Trocó entonces el negro pájaro en sonrisas mi tristeza
con su grave, torva y seria, decorosa gentileza;
y le dije: «Aunque la cresta calva llevas, de seguro
no eres cuervo nocturnal,
viejo, infausto cuervo obscuro, vagabundo en la tiniebla…
Díme:—«¿Cuál tu nombre, cuál
en el reino plutoniano de la noche y de la niebla?…»
Edgar Allan Poe
Uno de los fotógrafos que me conmueve con mayor intensidad es Masahisa Fukase, que se dedicó a un solo motivo, los cuervos, tras el divorcio inesperado de Yoko, la mujer que había sido su musa durante 13 años. Estaban unidos «desde el placer más profundo hasta el deseo del suicidio y la destrucción», según palabras de ella.
Hay muchos cuervos en San Francisco, especialmente en nuestro barrio, que prefieren, según sospecho, por la intrepidez de la niebla, la cercanía del océano y la abundancia de cables y postes de tendidos electricos, ese puzzle de materia zumbadora que invita a dejarse contagiar por la estática.

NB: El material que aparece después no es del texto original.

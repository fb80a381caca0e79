use std::sync::Arc;

use crate::{auth::AuthUser, error::ApiResult, main_lib::AppState};
use axum::{
    extract::{Path, State},
    http::StatusCode,
    routing::get,
    Extension, Json, Router,
};
use propvest_core::investments::{BuySharesRequest, Investment};

async fn list_investments(
    State(state): State<Arc<AppState>>,
    Extension(AuthUser(user_id)): Extension<AuthUser>,
) -> ApiResult<Json<Vec<Investment>>> {
    Ok(Json(state.investment_service.list_investments(&user_id)?))
}

async fn get_investment(
    Path(id): Path<String>,
    State(state): State<Arc<AppState>>,
    Extension(AuthUser(user_id)): Extension<AuthUser>,
) -> ApiResult<Json<Investment>> {
    Ok(Json(state.investment_service.get_investment(&user_id, &id)?))
}

async fn buy_shares(
    State(state): State<Arc<AppState>>,
    Extension(AuthUser(user_id)): Extension<AuthUser>,
    Json(request): Json<BuySharesRequest>,
) -> ApiResult<(StatusCode, Json<Investment>)> {
    let investment = state
        .investment_service
        .buy_shares(&user_id, request)
        .await?;
    tracing::info!(
        "User {} bought {} shares of {}",
        user_id,
        investment.shares,
        investment.property_id
    );
    Ok((StatusCode::CREATED, Json(investment)))
}

pub fn router() -> Router<Arc<AppState>> {
    Router::new()
        .route("/investments", get(list_investments).post(buy_shares))
        .route("/investments/{id}", get(get_investment))
}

No tengo la dotes del gran y dolorido Fukase, pero, por un movimiento de infantil imitación que no me importa admitir, he intentado retratar a cuervos. Casi nunca lo he conseguido: son elegantes, lejanos, contrarios a los juegos de sociedad de otras especies de pájaros más tontas, más humanas.
La semana pasada, en la luz tenue del atardecer, encontramos frente a casa, sobre el pavimento de la 7th Avenue, al cuervo al que ya traje al blog en una entrada reciente. Sospechamos que estaba herido: no se alejaba ni alzaba el vuelo y emitía un graznido largo y desacostumbrado.
Logré hacerle tres fotos con la Holga, una cámara poco dada a los momentos decisivos pero amiga de los milagros.
Tras regresar del paseo, el cuervo seguía allí, encaramado en un arbolillo. Ya no llamaba lastimeramente. En el patio del colegio, a escasos metros, estaba su pareja. El cuervo, como cualquiera, como nosotros, reclamaba presencia desde el placer más profundo del miedo.
Nevermore!
Nevermore!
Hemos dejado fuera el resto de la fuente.